Autoscaling clusters

Estimating the “right” number of cluster workers (nodes) for a workload is difficult, and a single configuration for an entire pipeline often is not ideal. Cloud Dataproc helps you meet this challenge in two ways:

  1. User-initiated Cluster Scaling
  2. Cluster Autoscaling, which dynamically scales clusters up and down within min and max bounds set by the user after evaluating Apache Hadoop YARN cluster metrics found in Stackdriver Monitoring

Autoscaling recommendations

Use Autoscaling with:

clusters that store data in external services, such as Cloud Storage or BigQuery

clusters that process many jobs

Use Autoscaling to:

scale up single-job clusters

Autoscaling is not recommended with/for:

  • HDFS: Autoscaling is not intended for scaling on-cluster HDFS. If you use Autoscaling with HDFS, make sure that the minimum number of primary workers is sufficient to handle all HDFS data. Also realize that decommissioning HDFS Datanodes can delay the removal of workers.

  • Spark Structured Streaming: Autoscaling does not support Spark Structured Streaming (see Autoscaling and Spark Structured Streaming).

  • Idle Clusters: Autoscaling is not recommended for the purpose of scaling a cluster down to minimum size when the cluster is idle. Since creating a new cluster is as fast as resizing one, consider deleting idle clusters and recreating them instead. The following tools support this “ephemeral” model:

    Use Cloud Dataproc Workflows to schedule a set of jobs on a dedicated cluster, and then delete the cluster when the jobs are finished. For more advanced orchestration, use Cloud Composer, which is based on Apache Airflow.
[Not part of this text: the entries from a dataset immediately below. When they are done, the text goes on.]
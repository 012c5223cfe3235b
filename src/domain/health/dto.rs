use serde::Serialize;
use utoipa::ToSchema;

/// 전체 헬스 상태 응답
#[derive(Serialize, Debug, ToSchema)]
#[serde(rename_all = "camelCase")]
pub struct HealthStatus {
    /// 서버 상태 (healthy/degraded/unhealthy)
    pub status: HealthState,
    /// 서버 버전
    #[schema(example = "0.1.0")]
    pub version: &'static str,
    /// 서버 가동 시간 (초)
    #[schema(example = 3600)]
    pub uptime_secs: u64,
    /// 의존성 체크 결과
    pub checks: HealthChecks,
}

/// 서버 상태
#[derive(Serialize, Debug, Clone, Copy, PartialEq, Eq, ToSchema)]
#[serde(rename_all = "lowercase")]
pub enum HealthState {
    /// 정상 상태
    Healthy,
    /// 응답 지연 (2초 이상)
    Degraded,
    /// 장애 상태
    Unhealthy,
}

/// 의존성 체크 결과 모음
#[derive(Serialize, Debug, ToSchema)]
#[serde(rename_all = "camelCase")]
pub struct HealthChecks {
    /// OpenAI API 상태
    pub openai_api: CheckResult,
}

/// 개별 체크 결과
#[derive(Serialize, Debug, Clone, PartialEq, ToSchema)]
#[serde(rename_all = "camelCase")]
pub struct CheckResult {
    /// 체크 성공 여부
    #[schema(example = true)]
    pub status: bool,
    /// 응답 지연 시간 (ms)
    #[serde(skip_serializing_if = "Option::is_none")]
    #[schema(example = 150)]
    pub latency_ms: Option<u64>,
    /// 에러 메시지 (실패 시)
    #[serde(skip_serializing_if = "Option::is_none")]
    pub error: Option<String>,
}

impl CheckResult {
    pub fn success(latency_ms: u64) -> Self {
        Self {
            status: true,
            latency_ms: Some(latency_ms),
            error: None,
        }
    }

    pub fn failure(latency_ms: u64, error: String) -> Self {
        Self {
            status: false,
            latency_ms: Some(latency_ms),
            error: Some(error),
        }
    }

    /// 제한 시간 안에 응답이 없던 경우
    pub fn timeout(latency_ms: u64) -> Self {
        Self {
            status: false,
            latency_ms: Some(latency_ms),
            error: Some("Timeout".to_string()),
        }
    }
}

#[cfg(test)]
mod tests {
    use super::*;

    #[test]
    fn health_state_should_serialize_lowercase() {
        assert_eq!(serde_json::to_string(&HealthState::Healthy).unwrap(), "\"healthy\"");
        assert_eq!(serde_json::to_string(&HealthState::Degraded).unwrap(), "\"degraded\"");
        assert_eq!(serde_json::to_string(&HealthState::Unhealthy).unwrap(), "\"unhealthy\"");
    }

    #[test]
    fn health_status_should_serialize_with_camel_case() {
        let status = HealthStatus {
            status: HealthState::Healthy,
            version: "0.1.0",
            uptime_secs: 3600,
            checks: HealthChecks {
                openai_api: CheckResult::success(150),
            },
        };

        let json = serde_json::to_string(&status).unwrap();

        assert!(json.contains("\"uptimeSecs\""));
        assert!(json.contains("\"openaiApi\""));
        assert!(json.contains("\"latencyMs\""));
    }

    #[test]
    fn check_result_should_skip_none_fields_in_serialization() {
        let json = serde_json::to_string(&CheckResult::success(100)).unwrap();

        assert!(!json.contains("error"));
    }
}
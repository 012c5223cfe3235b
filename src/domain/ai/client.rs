use std::sync::Arc;
use std::time::Duration;

use async_openai::{
    config::OpenAIConfig,
    error::OpenAIError,
    types::{
        ChatCompletionRequestMessage, ChatCompletionRequestSystemMessageArgs,
        ChatCompletionRequestUserMessageArgs, CreateChatCompletionRequestArgs,
    },
    Client,
};
use backoff::ExponentialBackoffBuilder;

use crate::config::AppConfig;
use crate::error::AppError;

/// OpenAI 호출 타임아웃 (초)
const OPENAI_TIMEOUT_SECS: u64 = 25;

/// 헬스체크 호출 타임아웃 (초)
const HEALTH_CHECK_TIMEOUT_SECS: u64 = 5;

/// OpenAI 에러를 세분화된 AppError로 변환
fn classify_openai_error(error: OpenAIError) -> AppError {
    match &error {
        OpenAIError::ApiError(api_err) => {
            let err_type = api_err.r#type.as_deref().unwrap_or("");
            let message = api_err.message.to_lowercase();

            if err_type == "invalid_request_error" && message.contains("api key") {
                AppError::OpenAiAuthError
            } else if err_type == "authentication_error" {
                AppError::OpenAiAuthError
            } else if err_type == "rate_limit_error" || message.contains("rate limit") {
                AppError::OpenAiRateLimitError
            } else if err_type == "server_error" || message.contains("server error") {
                AppError::OpenAiTemporaryError
            } else {
                AppError::OpenAiError(api_err.message.clone())
            }
        }
        OpenAIError::Reqwest(req_err) => {
            let status = req_err.status().map(|s| s.as_u16());
            if req_err.is_timeout() || req_err.is_connect() {
                AppError::OpenAiTemporaryError
            } else if status == Some(401) {
                AppError::OpenAiAuthError
            } else if status == Some(429) {
                AppError::OpenAiRateLimitError
            } else if status.map(|s| (500..600).contains(&s)).unwrap_or(false) {
                AppError::OpenAiTemporaryError
            } else {
                AppError::OpenAiError(req_err.to_string())
            }
        }
        _ => AppError::OpenAiError(error.to_string()),
    }
}

/// AI 클라이언트 인터페이스
///
/// OpenAI API 호출을 추상화하여 테스트에서 Mock 객체로 대체할 수 있습니다.
#[cfg_attr(test, mockall::automock)]
#[async_trait::async_trait]
pub trait AiClientTrait: Send + Sync {
    /// 채팅 완성 요청
    async fn complete(
        &self,
        messages: Vec<ChatCompletionRequestMessage>,
    ) -> Result<String, AppError>;

    /// API 연결 상태 확인 (모델 목록 조회)
    async fn check_connectivity(&self) -> Result<(), AppError>;

    /// 헬스체크용 최소 텍스트 생성
    async fn health_check(&self) -> Result<String, AppError>;
}

/// Arc로 래핑된 AiClient (Clone 지원)
pub type AiClient = Arc<dyn AiClientTrait>;

/// OpenAI API 클라이언트 구현체
#[derive(Clone)]
pub struct OpenAiClient {
    client: Client<OpenAIConfig>,
    model: String,
}

impl OpenAiClient {
    pub fn new(api_key: &str, api_base: &str, model: &str) -> Self {
        let config = OpenAIConfig::new()
            .with_api_key(api_key)
            .with_api_base(api_base);

        // 재시도는 retry 모듈에서 일괄 처리하므로 내장 백오프는 끈다
        let no_backoff = ExponentialBackoffBuilder::new()
            .with_max_elapsed_time(Some(Duration::ZERO))
            .build();

        Self {
            client: Client::with_config(config).with_backoff(no_backoff),
            model: model.to_string(),
        }
    }

    pub fn from_config(config: &AppConfig) -> Self {
        Self::new(
            &config.openai_api_key,
            &config.openai_api_base,
            &config.openai_model,
        )
    }
}

#[async_trait::async_trait]
impl AiClientTrait for OpenAiClient {
    async fn complete(
        &self,
        messages: Vec<ChatCompletionRequestMessage>,
    ) -> Result<String, AppError> {
        let request = CreateChatCompletionRequestArgs::default()
            .model(self.model.as_str())
            .messages(messages)
            .build()
            .map_err(|e| AppError::Internal(e.to_string()))?;

        let response = tokio::time::timeout(
            Duration::from_secs(OPENAI_TIMEOUT_SECS),
            self.client.chat().create(request),
        )
        .await
        .map_err(|_| AppError::OpenAiTemporaryError)?
        .map_err(classify_openai_error)?;

        if let Some(usage) = &response.usage {
            tracing::debug!(
                prompt_tokens = usage.prompt_tokens,
                completion_tokens = usage.completion_tokens,
                "OpenAI usage"
            );
        }

        Ok(response
            .choices
            .into_iter()
            .next()
            .and_then(|choice| choice.message.content)
            .unwrap_or_default())
    }

    async fn check_connectivity(&self) -> Result<(), AppError> {
        tokio::time::timeout(
            Duration::from_secs(HEALTH_CHECK_TIMEOUT_SECS),
            self.client.models().list(),
        )
        .await
        .map_err(|_| AppError::OpenAiTemporaryError)?
        .map_err(classify_openai_error)?;
        Ok(())
    }

    async fn health_check(&self) -> Result<String, AppError> {
        let request = CreateChatCompletionRequestArgs::default()
            .model(self.model.as_str())
            .messages(vec![build_system_message("Respond with exactly 'ok'")?])
            .max_tokens(5_u16)
            .build()
            .map_err(|e| AppError::Internal(e.to_string()))?;

        let response = tokio::time::timeout(
            Duration::from_secs(HEALTH_CHECK_TIMEOUT_SECS),
            self.client.chat().create(request),
        )
        .await
        .map_err(|_| AppError::OpenAiTemporaryError)?
        .map_err(classify_openai_error)?;

        Ok(response
            .choices
            .into_iter()
            .next()
            .and_then(|choice| choice.message.content)
            .unwrap_or_default())
    }
}

/// 메시지 빌더 헬퍼 함수
pub(crate) fn build_system_message(content: &str) -> Result<ChatCompletionRequestMessage, AppError> {
    Ok(ChatCompletionRequestMessage::System(
        ChatCompletionRequestSystemMessageArgs::default()
            .content(content)
            .build()
            .map_err(|e| AppError::Internal(e.to_string()))?,
    ))
}

pub(crate) fn build_user_message(content: &str) -> Result<ChatCompletionRequestMessage, AppError> {
    Ok(ChatCompletionRequestMessage::User(
        ChatCompletionRequestUserMessageArgs::default()
            .content(content)
            .build()
            .map_err(|e| AppError::Internal(e.to_string()))?,
    ))
}
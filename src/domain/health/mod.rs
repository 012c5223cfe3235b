pub mod dto;
pub mod handler;
mod service;

pub use handler::{health_check, metrics};
pub use service::HealthMonitor;
use axum::{
    extract::State,
    http::{header, StatusCode},
    response::{IntoResponse, Response},
    Json,
};

use super::dto::HealthStatus;
use crate::error::AppError;
use crate::AppState;

/// 헬스체크 API
///
/// 서버 상태, 버전, 가동 시간, 의존성 상태를 반환합니다.
#[utoipa::path(
    get,
    path = "/health",
    tag = "Health",
    responses(
        (status = 200, description = "헬스체크 성공", body = HealthStatus)
    )
)]
pub async fn health_check(State(state): State<AppState>) -> Json<HealthStatus> {
    Json(state.health.check(&state.ai_service).await)
}

/// Prometheus 메트릭 노출
///
/// 레코더가 설치되지 않은 경우 404를 반환합니다.
pub async fn metrics(State(state): State<AppState>) -> Result<Response, AppError> {
    let handle = state
        .metrics
        .as_ref()
        .ok_or_else(|| AppError::NotFound("메트릭이 비활성화되어 있습니다.".to_string()))?;

    Ok((
        StatusCode::OK,
        [(header::CONTENT_TYPE, "text/plain; version=0.0.4")],
        handle.render(),
    )
        .into_response())
}
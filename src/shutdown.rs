use tokio::signal;

/// Graceful shutdown을 위한 시그널 핸들러
///
/// SIGTERM 또는 SIGINT(Ctrl+C) 시그널을 수신하면 반환합니다.
/// 핸들러 설치에 실패하면 해당 시그널은 무시하고 나머지 시그널만 기다립니다.
pub async fn shutdown_signal() {
    let ctrl_c = async {
        if let Err(e) = signal::ctrl_c().await {
            tracing::error!(error = %e, "Failed to install Ctrl+C handler");
            std::future::pending::<()>().await;
        }
    };

    #[cfg(unix)]
    let terminate = async {
        match signal::unix::signal(signal::unix::SignalKind::terminate()) {
            Ok(mut stream) => {
                stream.recv().await;
            }
            Err(e) => {
                tracing::error!(error = %e, "Failed to install SIGTERM handler");
                std::future::pending::<()>().await;
            }
        }
    };

    #[cfg(not(unix))]
    let terminate = std::future::pending::<()>();

    tokio::select! {
        _ = ctrl_c => {
            tracing::info!("Received Ctrl+C signal");
        },
        _ = terminate => {
            tracing::info!("Received SIGTERM signal");
        },
    }

    tracing::info!("Initiating graceful shutdown...");
}
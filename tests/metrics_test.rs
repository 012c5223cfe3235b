//! /metrics 통합 테스트
//!
//! Prometheus 레코더는 프로세스 전역이므로 별도 테스트 바이너리에서 한 번만 설치합니다.

use std::sync::{Arc, OnceLock};
use std::time::Duration;

use async_openai::types::ChatCompletionRequestMessage;
use axum::{
    body::Body,
    http::{header, Request, StatusCode},
    Router,
};
use http_body_util::BodyExt;
use metrics_exporter_prometheus::PrometheusHandle;
use review_server::{
    create_router, domain::ai::AiService, error::AppError, global, AiClientTrait, AppState,
};
use tower::ServiceExt;

struct FixedClient;

#[async_trait::async_trait]
impl AiClientTrait for FixedClient {
    async fn complete(
        &self,
        _messages: Vec<ChatCompletionRequestMessage>,
    ) -> Result<String, AppError> {
        Ok("fine".to_string())
    }

    async fn check_connectivity(&self) -> Result<(), AppError> {
        Ok(())
    }

    async fn health_check(&self) -> Result<String, AppError> {
        Ok("ok".to_string())
    }
}

fn recorder() -> PrometheusHandle {
    static HANDLE: OnceLock<PrometheusHandle> = OnceLock::new();
    HANDLE
        .get_or_init(|| global::metrics::install_recorder().expect("recorder install"))
        .clone()
}

fn app() -> Router {
    let state = AppState::new(AiService::new(Arc::new(FixedClient))).with_metrics(recorder());
    create_router(state, Duration::from_secs(10))
}

fn get(uri: &str) -> Request<Body> {
    Request::builder().uri(uri).body(Body::empty()).unwrap()
}

async fn scrape(app: &Router) -> String {
    let response = app.clone().oneshot(get("/metrics")).await.unwrap();
    assert_eq!(response.status(), StatusCode::OK);
    assert_eq!(
        response.headers()[header::CONTENT_TYPE],
        "text/plain; version=0.0.4"
    );

    let bytes = response.into_body().collect().await.unwrap().to_bytes();
    String::from_utf8(bytes.to_vec()).unwrap()
}

#[tokio::test]
async fn metrics_should_expose_request_counters_and_histogram() {
    let app = app();

    let response = app
        .clone()
        .oneshot(get("/ai/get-ai-response?prompt=hello"))
        .await
        .unwrap();
    assert_eq!(response.status(), StatusCode::OK);

    let body = scrape(&app).await;

    assert!(body.contains("http_requests_total"));
    assert!(body.contains("http_request_duration_seconds"));
    assert!(body.contains(r#"path="/ai/get-ai-response""#));
}

#[tokio::test]
async fn unknown_paths_should_share_one_series() {
    let app = app();

    for i in 0..50 {
        let response = app
            .clone()
            .oneshot(get(&format!("/unknown-path-{i}")))
            .await
            .unwrap();
        assert_eq!(response.status(), StatusCode::NOT_FOUND);
    }

    let body = scrape(&app).await;
    let unmatched_series = body
        .lines()
        .filter(|line| line.starts_with("http_requests_total{"))
        .filter(|line| line.contains(r#"path="unmatched""#))
        .count();

    assert_eq!(unmatched_series, 1);
    assert!(!body.contains("unknown-path-"));
}
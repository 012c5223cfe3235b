use serde::Serialize;
use utoipa::ToSchema;

/// API 공통 응답 형식
///
/// ```json
/// {
///   "isSuccess": true,
///   "code": "COMMON200",
///   "message": "성공입니다.",
///   "result": { ... }
/// }
/// ```
#[derive(Debug, Serialize, ToSchema)]
#[serde(rename_all = "camelCase")]
pub struct BaseResponse<T: Serialize> {
    /// 성공 여부
    #[schema(example = true)]
    pub is_success: bool,

    /// 응답 코드
    #[schema(example = "COMMON200")]
    pub code: String,

    /// 응답 메시지
    #[schema(example = "성공입니다.")]
    pub message: String,

    /// 응답 데이터
    pub result: Option<T>,
}

impl<T: Serialize> BaseResponse<T> {
    /// 성공 응답 생성
    pub fn success(result: T) -> Self {
        Self {
            is_success: true,
            code: "COMMON200".to_string(),
            message: "성공입니다.".to_string(),
            result: Some(result),
        }
    }
}

/// 에러 응답 형식
#[derive(Debug, Serialize, ToSchema)]
#[serde(rename_all = "camelCase")]
pub struct ErrorResponse {
    /// 성공 여부 (에러 시 항상 false)
    #[schema(example = false)]
    pub is_success: bool,

    /// 에러 코드
    #[schema(example = "COMMON400")]
    pub code: String,

    /// 에러 메시지
    #[schema(example = "잘못된 요청입니다.")]
    pub message: String,

    /// 항상 null
    pub result: Option<serde_json::Value>,
}

impl ErrorResponse {
    pub fn new(code: impl Into<String>, message: impl Into<String>) -> Self {
        Self {
            is_success: false,
            code: code.into(),
            message: message.into(),
            result: None,
        }
    }
}

#[cfg(test)]
mod tests {
    use super::*;

    #[test]
    fn test_success_response_format() {
        #[derive(Serialize)]
        struct TestData {
            value: String,
        }

        let response = BaseResponse::success(TestData {
            value: "test".to_string(),
        });
        let json = serde_json::to_value(&response).unwrap();

        assert_eq!(json["isSuccess"], true);
        assert_eq!(json["code"], "COMMON200");
        assert_eq!(json["message"], "성공입니다.");
        assert_eq!(json["result"]["value"], "test");
    }

    #[test]
    fn test_error_response_format() {
        let response = ErrorResponse::new("COMMON400", "잘못된 요청입니다.");
        let json = serde_json::to_value(&response).unwrap();

        assert_eq!(json["isSuccess"], false);
        assert_eq!(json["code"], "COMMON400");
        assert!(json["result"].is_null());
    }
}
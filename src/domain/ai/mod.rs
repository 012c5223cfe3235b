pub mod client;
pub mod dto;
pub mod handler;
pub mod prompt;
pub mod retry;
pub mod routes;
pub mod service;

pub use client::{AiClient, AiClientTrait, OpenAiClient};
pub use retry::RetryPolicy;
pub use service::AiService;
use axum::{
    extract::{
        rejection::{JsonRejection, QueryRejection},
        Query, State,
    },
    Json,
};
use validator::Validate;

use super::dto::{AiAnswer, PromptQuery, ReviewRequest, ReviewResult};
use crate::error::AppError;
use crate::response::{BaseResponse, ErrorResponse};
use crate::AppState;

/// 코드 리뷰
///
/// 전달받은 코드를 AI가 리뷰하고 문제점, 수정안, 개선점을 Markdown으로 반환합니다.
#[utoipa::path(
    post,
    path = "/ai/get-review",
    tag = "AI",
    request_body = ReviewRequest,
    responses(
        (status = 200, description = "리뷰 생성 성공", body = BaseResponse<ReviewResult>),
        (status = 400, description = "잘못된 요청", body = ErrorResponse),
        (status = 429, description = "AI 요청 한도 초과", body = ErrorResponse),
        (status = 502, description = "AI 응답 실패", body = ErrorResponse),
        (status = 503, description = "AI 서비스 일시 장애", body = ErrorResponse)
    )
)]
pub async fn get_review(
    State(state): State<AppState>,
    request: Result<Json<ReviewRequest>, JsonRejection>,
) -> Result<Json<BaseResponse<ReviewResult>>, AppError> {
    let Json(request) = request?;

    tracing::info!(code_length = request.code.len(), "Review request received");

    request.validate()?;

    let result = state.ai_service.review_code(&request.code).await?;

    tracing::info!(
        review_length = result.review.len(),
        "Review generated successfully"
    );

    Ok(Json(BaseResponse::success(result)))
}

/// AI 응답
///
/// 쿼리 파라미터 `prompt`에 대한 AI 응답을 반환합니다.
#[utoipa::path(
    get,
    path = "/ai/get-ai-response",
    tag = "AI",
    params(PromptQuery),
    responses(
        (status = 200, description = "응답 생성 성공", body = BaseResponse<AiAnswer>),
        (status = 400, description = "잘못된 요청", body = ErrorResponse),
        (status = 429, description = "AI 요청 한도 초과", body = ErrorResponse),
        (status = 502, description = "AI 응답 실패", body = ErrorResponse),
        (status = 503, description = "AI 서비스 일시 장애", body = ErrorResponse)
    )
)]
pub async fn get_response(
    State(state): State<AppState>,
    query: Result<Query<PromptQuery>, QueryRejection>,
) -> Result<Json<BaseResponse<AiAnswer>>, AppError> {
    let Query(query) = query?;

    tracing::info!(prompt_length = query.prompt.len(), "AI response request received");

    query.validate()?;

    let answer = state.ai_service.answer_prompt(&query.prompt).await?;

    tracing::info!(
        response_length = answer.response.len(),
        "AI response generated successfully"
    );

    Ok(Json(BaseResponse::success(answer)))
}
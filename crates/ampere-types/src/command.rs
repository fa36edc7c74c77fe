//! The command a strategy hands back to the host each turn.

use serde::{Deserialize, Serialize};

use crate::position::Position;

/// Exactly one command is produced per strategy invocation.
///
/// The strategy never mutates world state directly; the host applies the
/// chosen command (and deducts the energy it costs) after the call
/// returns.
#[derive(Debug, Clone, Copy, PartialEq, Eq, Serialize, Deserialize)]
pub enum Command {
    /// Move the acting robot to a new cell, paying the squared distance
    /// in energy.
    Move {
        /// The cell to move to.
        new_position: Position,
    },
    /// Harvest energy from the station under the acting robot.
    CollectEnergy,
    /// Spawn a child robot nearby, paying its endowment from the
    /// parent's budget.
    CreateNewRobot {
        /// Energy granted to the child.
        new_robot_energy: u32,
    },
}
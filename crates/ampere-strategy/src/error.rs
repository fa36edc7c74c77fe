//! Error types for the `ampere-strategy` crate.
//!
//! "No station available" is deliberately not an error: the locators
//! return `Option<Position>` and the turn decision resolves absence to a
//! defined fallback command. Errors here signal caller misuse or invalid
//! tuning, never a losing board state.

/// Errors that can occur while deciding a turn.
#[derive(Debug, Clone, PartialEq, Eq, thiserror::Error)]
pub enum StrategyError {
    /// The acting robot index is out of range for the snapshot.
    #[error("robot index {index} out of range ({count} robots in snapshot)")]
    InvalidActorIndex {
        /// The requested index.
        index: usize,
        /// Number of robots in the snapshot.
        count: usize,
    },

    /// The spawn policy was configured with an expansion factor of zero,
    /// which would divide by zero in the threshold formulas.
    #[error("expansion factor must be at least 1")]
    ZeroExpansionFactor,
}
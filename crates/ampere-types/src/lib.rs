//! Shared contract types between the host game and the Ampere strategy.
//!
//! This crate is the single source of truth for every value that crosses
//! the host/strategy boundary. The host simulation owns and constructs
//! these entities each turn; the strategy only reads them and hands back
//! a [`Command`].
//!
//! # Modules
//!
//! - [`position`] -- Integer grid coordinates
//! - [`entities`] -- [`Robot`] actors and [`EnergyStation`] resource nodes
//! - [`command`] -- The three commands a strategy may emit
//! - [`map`] -- The [`Map`] view trait the host implements for the strategy

pub mod command;
pub mod entities;
pub mod map;
pub mod position;

// Re-export all public types at crate root for convenience.
pub use command::Command;
pub use entities::{EnergyStation, Robot};
pub use map::Map;
pub use position::Position;
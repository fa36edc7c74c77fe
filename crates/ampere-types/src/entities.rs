//! The two entities the strategy reads from the world snapshot.
//!
//! Both are owned, constructed, and mutated by the host simulation; the
//! strategy receives them fresh each turn and never writes to them. Only
//! the fields listed here are part of the contract -- the host may track
//! more state internally.

use serde::{Deserialize, Serialize};

use crate::position::Position;

/// A single controllable unit on the grid.
///
/// Robots sharing an `owner` string are friendly to each other; all
/// others are enemies. Energy is a non-negative consumable spent on
/// movement and on endowing spawned children.
#[derive(Debug, Clone, PartialEq, Eq, Serialize, Deserialize)]
pub struct Robot {
    /// Where the robot currently stands.
    pub position: Position,
    /// Remaining energy budget.
    pub energy: u32,
    /// The competitor controlling this robot.
    pub owner: String,
}

/// A fixed resource node robots harvest energy from.
///
/// The strategy only reads `position`; the recovery attributes are
/// consumed by the host when it applies a collect command.
#[derive(Debug, Clone, PartialEq, Eq, Serialize, Deserialize)]
pub struct EnergyStation {
    /// Where the station sits on the grid.
    pub position: Position,
    /// Energy currently stored in the station.
    pub energy: u32,
    /// Energy regenerated per turn.
    pub recovery_rate: u32,
}
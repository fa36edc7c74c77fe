//! Energy-bounded movement planning.
//!
//! The planner never routes around terrain: it reasons only about
//! straight-line, axis-decomposed steps that fit the mover's energy
//! budget. Either the whole trip is taken in one jump, or the
//! displacement is split into an X step and whatever Y step the
//! remaining per-axis budget allows.

use ampere_types::{Position, Robot};

use crate::distance::squared_distance;

/// Best reachable next position on the way to `destination`.
///
/// The full jump fires only when the squared trip cost, squared once
/// more, still fits the raw energy budget -- the host's one-shot travel
/// model, far stricter than plain affordability. Otherwise
/// `max_distance = isqrt(energy)` grid units are split across the axes,
/// X first, Y receiving whatever X left over.
///
/// The result is always affordable: an `x` step of `a` and a `y` step
/// of at most `max_distance - a` cost at most `max_distance²`, which
/// never exceeds the energy budget. When the mover already stands on
/// `destination` the result is its current position.
pub fn next_position(mover: &Robot, destination: Position) -> Position {
    let trip_cost = squared_distance(destination, mover.position);
    if trip_cost.saturating_mul(trip_cost) < u64::from(mover.energy) {
        return destination;
    }

    let max_distance = u64::from(mover.energy).isqrt();
    let delta_x = i64::from(destination.x).saturating_sub(i64::from(mover.position.x));
    let delta_y = i64::from(destination.y).saturating_sub(i64::from(mover.position.y));

    let step_x = axis_step(delta_x, max_distance);
    let step_y = axis_step(delta_y, max_distance.saturating_sub(step_x.unsigned_abs()));

    Position {
        x: offset(mover.position.x, step_x),
        y: offset(mover.position.y, step_y),
    }
}

/// Clamp a signed axis displacement to the given budget of grid units.
fn axis_step(delta: i64, budget: u64) -> i64 {
    let magnitude = delta.unsigned_abs().min(budget);
    // magnitude <= |delta|, so it always fits back into i64.
    let magnitude = i64::try_from(magnitude).unwrap_or(i64::MAX);
    if delta < 0 { magnitude.saturating_neg() } else { magnitude }
}

/// Apply a step to a coordinate, clamped to the `i32` grid range.
fn offset(coordinate: i32, step: i64) -> i32 {
    let moved = i64::from(coordinate)
        .saturating_add(step)
        .clamp(i64::from(i32::MIN), i64::from(i32::MAX));
    i32::try_from(moved).unwrap_or(coordinate)
}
    For clusters that process ad-hoc queries or externally scheduled workloads, use Cluster Scheduled Deletion to delete the cluster after a specified idle period or duration, or at a specific time.

Creating an Autoscaling cluster

You can create an autoscaling cluster by setting all required Autoscaling properties. Properties are specified with a "dataproc:alpha.autoscaling." prefix. Autoscaling property suffixes are listed in the Autoscaling properties table.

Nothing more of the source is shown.